Problem to work on
Below are some records. Say how many of their lines include the string "copied", giving only the number.

Given information

******

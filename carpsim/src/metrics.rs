//! Metrics collection for simulation analysis.

use carp::{NodeAddress, Timestamp};
use hashbrown::HashMap;

/// A snapshot of the hop-count gradient at a point in time.
#[derive(Debug, Clone)]
pub struct GradientSnapshot {
    /// When this snapshot was taken.
    pub time: Timestamp,
    /// Believed hop count per node (`None` = unreached).
    pub hop_counts: HashMap<NodeAddress, Option<u8>>,
}

impl GradientSnapshot {
    /// Create a new empty snapshot.
    pub fn new(time: Timestamp) -> Self {
        Self {
            time,
            hop_counts: HashMap::new(),
        }
    }

    /// Record a node's believed hop count.
    pub fn record_node(&mut self, node: NodeAddress, hop_count: Option<u8>) {
        self.hop_counts.insert(node, hop_count);
    }

    /// A node's hop count, if it is reached.
    pub fn hop(&self, node: NodeAddress) -> Option<u8> {
        self.hop_counts.get(&node).copied().flatten()
    }

    /// Number of nodes with a hop count.
    pub fn reached_count(&self) -> usize {
        self.hop_counts.values().filter(|h| h.is_some()).count()
    }

    /// Whether every recorded node has a hop count.
    pub fn all_reached(&self) -> bool {
        self.hop_counts.values().all(|h| h.is_some())
    }

    /// The largest hop count any node believes.
    pub fn max_hop(&self) -> Option<u8> {
        self.hop_counts.values().copied().flatten().max()
    }
}

/// Simulation metrics collected over time.
#[derive(Debug, Clone, Default)]
pub struct SimMetrics {
    /// Transmissions handed to the medium.
    pub messages_sent: u64,
    /// Deliveries that reached a node.
    pub messages_delivered: u64,
    /// Transmissions dropped by loss or inactive links.
    pub messages_dropped: u64,
    /// Data packets delivered to their destination node.
    pub data_delivered: u64,
    /// Forwarding failures surfaced by any node.
    pub forwarding_failures: u64,
    /// Application sends rejected outright.
    pub send_errors: u64,
    /// Gradient snapshots taken at intervals.
    pub snapshots: Vec<GradientSnapshot>,
}

impl SimMetrics {
    /// Create new empty metrics.
    pub fn new() -> Self {
        Self::default()
    }

    /// Add a snapshot.
    pub fn add_snapshot(&mut self, snapshot: GradientSnapshot) {
        self.snapshots.push(snapshot);
    }

    /// The most recent snapshot.
    pub fn latest_snapshot(&self) -> Option<&GradientSnapshot> {
        self.snapshots.last()
    }

    /// First time at which every node was reached, if that ever happened.
    pub fn convergence_time(&self) -> Option<Timestamp> {
        self.snapshots
            .iter()
            .find(|s| !s.hop_counts.is_empty() && s.all_reached())
            .map(|s| s.time)
    }
}

/// Result of a simulation run.
#[derive(Debug, Clone)]
pub struct SimulationResult {
    /// Simulation time when the run stopped.
    pub end_time: Timestamp,
    /// Metrics collected during the run.
    pub metrics: SimMetrics,
    /// Whether the event queue was drained.
    pub queue_exhausted: bool,
}

impl SimulationResult {
    /// Whether the final snapshot shows every node reached.
    pub fn converged(&self) -> bool {
        self.metrics
            .latest_snapshot()
            .is_some_and(|s| !s.hop_counts.is_empty() && s.all_reached())
    }
}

******

Output for this task
2